In March this year, the UK went into lockdown as coronavirus (Covid-19) cases rapidly increased and the severity of the pandemic became clear.
All sport and physical activity events, from mass participation to small local gatherings, were stopped with immediate effect, and exercise was limited to within your home or, if outside, no more than once per day and only alongside the people you lived with.
This represented a level of restriction that none of us could have imagined just a few weeks before.
Over the following weeks, as we began to come to terms with what was happening, it became clear that each of us was experiencing the situation in a very different way.
Some people had more time on their hands, time that could be spent being active with close family members, or getting out running, or cycling. It was great to see people becoming more active, particularly where it was families getting out for a daily walk or play in the park.
Sadly though, for many other people, lockdown meant exclusion from their local community, the removal of their support networks, and huge reductions in physical activity levels.
Fuelled by constant bad news and tightening restrictions prohibiting their ability to meet with other people, many found themselves more isolated and inactive than ever before.
At parkrun, we’ve always seen our events as local support networks, helping people to feel part of their community and giving them the motivation and inspiration to get outside and be active, together.
Right when people needed that the most, as the coronavirus took hold, we closed our events. A profound moment for us all, and, again, something we never imagined would happen.
Over the last five months, it’s become clear that coronavirus and the associated lockdown has impacted disadvantaged communities more than more affluent ones.
Inequalities in physical activity have increased, and whilst social media is full of Strava PBs and Zwift victories, huge numbers of people have become inactive, lonely, and isolated.
As we look forward, it’s clear that outdoor sport and physical activity events have a huge role to play. They bring people together, they give people purpose, they enhance community cohesion, and they get people moving.

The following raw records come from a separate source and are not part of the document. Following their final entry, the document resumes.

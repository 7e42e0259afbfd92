//! Plot orchestrator: sequence-offset bookkeeping, cached index/store
//! lookups keyed by region, and the full persisted-plot container.

use crate::alphabet::{Alphabet, EncodedSequence};
use crate::container;
use crate::conserved;
use crate::error::{CoreError, CoreResult};
use crate::extender::{self, ExtendParams};
use crate::match_store::MatchStore;
use fxhash::FxHashMap;
use indicatif::{ProgressBar, ProgressStyle};
use std::io::{Read, Write};
use std::sync::Arc;
use std::time::{SystemTime, UNIX_EPOCH};
use tracing::info;

/// One FASTA record's placement inside an [`Axis`]'s concatenated
/// coordinate space.
#[derive(Debug, Clone, PartialEq, Eq)]
pub struct AxisMeta {
    pub id: String,
    pub start: i32,
    pub length: i32,
}

/// A plot axis: one or more FASTA records concatenated into a single
/// coordinate space, with a prefix-sum table of per-record bounds.
#[derive(Debug, Clone)]
pub struct Axis {
    pub records: Vec<AxisMeta>,
    pub codes: EncodedSequence,
}

impl Axis {
    /// Builds an axis from FASTA records `(id, raw sequence)` in file
    /// order, concatenating them and recording each record's global
    /// start via a running prefix sum.
    pub fn from_records(records: &[(String, Vec<u8>)], alphabet: &Alphabet) -> CoreResult<Axis> {
        if records.is_empty() {
            return Err(CoreError::Parameter("axis needs at least one record".into()));
        }
        let mut metas = Vec::with_capacity(records.len());
        let mut concatenated = Vec::new();
        let mut cursor = 0i32;
        for (id, seq) in records {
            let enc = alphabet.encode(seq);
            metas.push(AxisMeta {
                id: id.clone(),
                start: cursor,
                length: enc.len() as i32,
            });
            cursor += enc.len() as i32;
            concatenated.extend_from_slice(enc.codes());
        }
        Ok(Axis {
            records: metas,
            codes: EncodedSequence::from_codes(concatenated),
        })
    }

    pub fn len(&self) -> i32 {
        self.codes.len() as i32
    }

    pub fn is_empty(&self) -> bool {
        self.codes.is_empty()
    }

    /// Slice of the encoded sequence covering `[start, end)`.
    pub fn slice(&self, start: i32, end: i32) -> CoreResult<&[u8]> {
        if start < 0 || end > self.len() || start > end {
            return Err(CoreError::Bounds(format!(
                "region [{start},{end}) out of bounds for axis of length {}",
                self.len()
            )));
        }
        Ok(&self.codes.codes()[start as usize..end as usize])
    }
}

/// Cache key for a cross-region comparison: the `x` and `y` sub-ranges
/// being compared. Plain value key — no back-pointers into the plot,
/// so the cache can be dropped or replaced without touching anything
/// it once pointed at.
#[derive(Debug, Clone, Copy, PartialEq, Eq, Hash)]
pub struct RegionKey {
    pub x_start: i32,
    pub x_end: i32,
    pub y_start: i32,
    pub y_end: i32,
}

/// Orchestrates comparisons between an `x` and a `y` axis: builds and
/// caches match stores per region, and drives whole-plot persistence.
pub struct Plot {
    pub alphabet: Alphabet,
    pub params: ExtendParams,
    pub x: Axis,
    pub y: Axis,
    store_cache: FxHashMap<RegionKey, (MatchStore, MatchStore)>,
}

impl Plot {
    pub fn new(alphabet: Alphabet, params: ExtendParams, x: Axis, y: Axis) -> Plot {
        Plot {
            alphabet,
            params,
            x,
            y,
            store_cache: FxHashMap::default(),
        }
    }

    pub fn full_region(&self) -> RegionKey {
        RegionKey {
            x_start: 0,
            x_end: self.x.len(),
            y_start: 0,
            y_end: self.y.len(),
        }
    }

    /// Number of regions currently cached.
    pub fn cached_region_count(&self) -> usize {
        self.store_cache.len()
    }

    /// Every cached region and its `(forward, reverse)` stores.
    pub fn store_entries(&self) -> impl Iterator<Item = (&RegionKey, &(MatchStore, MatchStore))> {
        self.store_cache.iter()
    }

    /// Computes and caches every per-record `x`-axis-record ×
    /// `y`-axis-record comparison in parallel, one independent job per
    /// record pair, with a shared `ProgressBar` tracking overall
    /// progress across the fan-out.
    pub fn calculate_all_record_pairs(&mut self) -> CoreResult<()> {
        use rayon::prelude::*;

        let regions: Vec<RegionKey> = self
            .x
            .records
            .iter()
            .flat_map(|xr| {
                self.y.records.iter().map(move |yr| RegionKey {
                    x_start: xr.start,
                    x_end: xr.start + xr.length,
                    y_start: yr.start,
                    y_end: yr.start + yr.length,
                })
            })
            .collect();

        let alphabet = self.alphabet.clone();
        let params = self.params;
        let x_codes = self.x.codes.codes();
        let y_codes = self.y.codes.codes();

        let pb = Arc::new(ProgressBar::new(regions.len() as u64));
        pb.set_style(
            ProgressStyle::default_bar()
                .template("       {bar:40} {pos}/{len} [{elapsed_precise}] {msg}")
                .unwrap(),
        );

        let computed: Vec<CoreResult<(RegionKey, MatchStore, MatchStore)>> = regions
            .par_iter()
            .map(|&region| {
                let x_slice = &x_codes[region.x_start as usize..region.x_end as usize];
                let y_slice = &y_codes[region.y_start as usize..region.y_end as usize];
                let (mut fwd, mut rev) =
                    extender::extend_fast(x_slice, y_slice, &alphabet, &params)?;
                offset_store(&mut fwd, region.x_start, region.y_start);
                offset_store(&mut rev, region.x_start, region.y_start);
                pb.inc(1);
                Ok((region, fwd, rev))
            })
            .collect();
        pb.finish_and_clear();

        for result in computed {
            let (region, fwd, rev) = result?;
            self.store_cache.insert(region, (fwd, rev));
        }
        Ok(())
    }

    /// Returns the `(forward, reverse)` match stores for `region`,
    /// computing and caching them on first use.
    pub fn calculate_dot_store(
        &mut self,
        region: RegionKey,
    ) -> CoreResult<&(MatchStore, MatchStore)> {
        if !self.store_cache.contains_key(&region) {
            let x_slice = self.x.slice(region.x_start, region.x_end)?;
            let y_slice = self.y.slice(region.y_start, region.y_end)?;
            info!(
                x_len = x_slice.len(),
                y_len = y_slice.len(),
                "calculating dot store for region"
            );
            let (mut fwd, mut rev) =
                extender::extend_fast(x_slice, y_slice, &self.alphabet, &self.params)?;
            // Offset back into the axis's global coordinate space.
            offset_store(&mut fwd, region.x_start, region.y_start);
            offset_store(&mut rev, region.x_start, region.y_start);
            self.store_cache.insert(region, (fwd, rev));
        }
        Ok(self.store_cache.get(&region).expect("just inserted"))
    }

    /// Replaces the cached stores for `region` with their `filter`ed
    /// forms.
    pub fn filter(&mut self, region: RegionKey, min_length: i32) -> CoreResult<()> {
        self.calculate_dot_store(region)?;
        let (fwd, rev) = self.store_cache.get(&region).expect("present");
        let filtered = (fwd.filter(min_length), rev.filter(min_length));
        self.store_cache.insert(region, filtered);
        Ok(())
    }

    /// Replaces the cached stores for `region` with their
    /// `interpolate`d forms.
    pub fn interpolate(&mut self, region: RegionKey, window: i32) -> CoreResult<()> {
        self.calculate_dot_store(region)?;
        let (fwd, rev) = self.store_cache.get(&region).expect("present");
        let interpolated = (fwd.interpolate(window), rev.interpolate(window));
        self.store_cache.insert(region, interpolated);
        Ok(())
    }

    /// Conserved-region detection: compares `self.x` against both
    /// `self.y` and `extra`, then runs the per-diagonal sweep over
    /// both comparisons' real matches — diagonal and position are
    /// both preserved, not flattened onto a single axis.
    ///
    /// A region is forward-conserved when `y` and `extra` both hit `x`
    /// in the same strand orientation, and reverse-conserved when they
    /// hit it in opposite orientations; the two same-sign-product
    /// combinations for each are unioned together.
    pub fn conserved_regions(
        &mut self,
        extra: &Axis,
        extra_params: &ExtendParams,
    ) -> CoreResult<(MatchStore, MatchStore)> {
        let region_y = self.full_region();
        self.calculate_dot_store(region_y)?;
        let (y_fwd, y_rev) = self.store_cache.get(&region_y).expect("present").clone();

        let (extra_fwd, extra_rev) = extender::extend_fast(
            self.x.slice(0, self.x.len())?,
            extra.slice(0, extra.len())?,
            &self.alphabet,
            extra_params,
        )?;

        let mut forward = MatchStore::new();
        forward.set_max_x(self.x.len());
        forward.set_max_y(self.x.len());
        for m in conserved::intersect_stores(&[&y_fwd, &extra_fwd])
            .into_iter()
            .chain(conserved::intersect_stores(&[&y_rev, &extra_rev]))
        {
            forward.append(m.x, m.y, m.length);
        }

        let mut reverse = MatchStore::new();
        reverse.set_max_x(self.x.len());
        reverse.set_max_y(self.x.len());
        for m in conserved::intersect_stores(&[&y_fwd, &extra_rev])
            .into_iter()
            .chain(conserved::intersect_stores(&[&y_rev, &extra_fwd]))
        {
            reverse.append(m.x, m.y, m.length);
        }

        Ok((forward, reverse))
    }

    /// Persists the whole plot (parameters, both axes' record tables,
    /// and every cached region's forward/reverse match stores) to `w`,
    /// wrapped in the `_FDP` container.
    pub fn save_to<W: Write>(&self, w: &mut W) -> CoreResult<()> {
        container::write_header(w)?;

        container::write_u32(w, self.params.k)?;
        container::write_u32(w, self.params.window)?;
        container::write_u32(w, self.params.min_match)?;
        container::write_u32(w, self.params.mismatch)?;

        write_axis(w, &self.x)?;
        write_axis(w, &self.y)?;

        let timestamp = SystemTime::now()
            .duration_since(UNIX_EPOCH)
            .map(|d| d.as_secs() as i64)
            .unwrap_or(0);
        container::write_i64(w, timestamp)?;

        container::write_u32(w, self.store_cache.len() as u32)?;
        for (key, (fwd, rev)) in &self.store_cache {
            // `dimension` distinguishes which axis pairing a region key
            // belongs to; a Plot only ever caches its single x-vs-y
            // comparison, so it is always 0 here.
            container::write_i32(w, 0)?;
            container::write_i32(w, key.x_start)?;
            container::write_i32(w, key.x_end)?;
            container::write_i32(w, key.y_start)?;
            container::write_i32(w, key.y_end)?;
            container::write_i32_array(w, &fwd.to_ints())?;
            container::write_i32_array(w, &rev.to_ints())?;
        }

        Ok(())
    }

    /// Loads a plot previously written by [`Plot::save_to`]. The
    /// axes' sequence data itself is not part of the container (only
    /// their id/length bookkeeping is); callers that need the raw
    /// sequences back must re-load the original FASTA inputs.
    pub fn load_from<R: Read>(r: &mut R, alphabet: Alphabet) -> CoreResult<PersistedPlot> {
        container::read_header(r)?;

        let k = container::read_u32(r)?;
        let window = container::read_u32(r)?;
        let min_match = container::read_u32(r)?;
        let mismatch = container::read_u32(r)?;
        let params = ExtendParams::new(k, window, mismatch, min_match)?;

        let x = read_axis(r)?;
        let y = read_axis(r)?;

        let timestamp = container::read_i64(r)?;

        let count = container::read_u32(r)?;
        let mut stores = Vec::with_capacity(count as usize);
        for _ in 0..count {
            let _dimension = container::read_i32(r)?;
            let x_start = container::read_i32(r)?;
            let x_end = container::read_i32(r)?;
            let y_start = container::read_i32(r)?;
            let y_end = container::read_i32(r)?;
            let fwd = MatchStore::from_ints(&container::read_i32_array(r)?)?;
            let rev = MatchStore::from_ints(&container::read_i32_array(r)?)?;
            stores.push((
                RegionKey {
                    x_start,
                    x_end,
                    y_start,
                    y_end,
                },
                fwd,
                rev,
            ));
        }

        Ok(PersistedPlot {
            alphabet,
            params,
            x_records: x,
            y_records: y,
            timestamp,
            stores,
        })
    }
}

/// What [`Plot::load_from`] can recover without re-reading the
/// original FASTA files: parameters, axis bookkeeping, and every
/// persisted region's match stores.
pub struct PersistedPlot {
    pub alphabet: Alphabet,
    pub params: ExtendParams,
    pub x_records: Vec<AxisMeta>,
    pub y_records: Vec<AxisMeta>,
    pub timestamp: i64,
    pub stores: Vec<(RegionKey, MatchStore, MatchStore)>,
}

fn offset_store(store: &mut MatchStore, x_offset: i32, y_offset: i32) {
    let max_x = store.max_x() + x_offset;
    let max_y = store.max_y() + y_offset;
    let shifted: Vec<_> = store
        .iter()
        .map(|m| (m.x + x_offset, m.y + y_offset, m.length))
        .collect();
    *store = MatchStore::new();
    store.set_max_x(max_x);
    store.set_max_y(max_y);
    for (x, y, length) in shifted {
        store.append(x, y, length);
    }
}

fn write_axis<W: Write>(w: &mut W, axis: &Axis) -> CoreResult<()> {
    container::write_u32(w, axis.records.len() as u32)?;
    for rec in &axis.records {
        container::write_str_lp(w, &rec.id)?;
        container::write_i32(w, rec.start)?;
        container::write_i32(w, rec.length)?;
    }
    Ok(())
}

fn read_axis<R: Read>(r: &mut R) -> CoreResult<Vec<AxisMeta>> {
    let count = container::read_u32(r)? as usize;
    let mut out = Vec::with_capacity(count);
    for _ in 0..count {
        let id = container::read_str_lp(r)?;
        let start = container::read_i32(r)?;
        let length = container::read_i32(r)?;
        out.push(AxisMeta { id, start, length });
    }
    Ok(out)
}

It’s become clear that coronavirus and the associated lockdown has impacted disadvantaged communities more than more affluent ones
parkrun's global chief operating officer
We’re often asked why parkrun is so successful, and our answer is that we believe all human beings have an innate need to be active, social, and outdoors.
We believe that these are fundamental building blocks of health and happiness, and that without any one of them, regardless of steps counted or calories burned, our health deteriorates.
It is critical then, that as we look toward the future of sport and physical activity, we hold on to the human interaction that makes people healthier and happier, and that we continue to remove barriers to participation.
A future where events are more complicated and costly to deliver, and therefore harder to access, will only serve to further increase inequalities in health and happiness. We must strive to make outdoor events as simple, sustainable, and accessible as possible, and we must do everything in our power to engage those most in need.
Importantly, it is becoming increasingly apparent that outdoor environments present far less risk of transmission than indoor settings.
And as autumn approaches, with winter right behind it, understanding that difference, and supporting appropriate interventions, becomes more and more critical.
Not only do outdoor events have the ability to increase people’s activity levels, provide them with focus, structure, and the pride of achievement, but they also have the ability to move people out of indoor environments where the risk of infection is much greater.
The seasonality of coronavirus is not yet fully understood, however as the weather deteriorates and people move indoors, the more we can do to get people active, social, and outdoors, the better.
As part of this process we have recently commissioned a formal review of the evidence regarding the risks of coronavirus transmission in outdoor environments.
If, as we believe to be the case, gathering outdoors is shown to present an incredibly low risk of transmission, then we must do all we can to open up our streets, parks, and open spaces to everyone from mass participation providers to local volunteer groups.
Being active, outdoors, and social, improving our health and happiness, and getting off the couch, has never been so important as it is right now.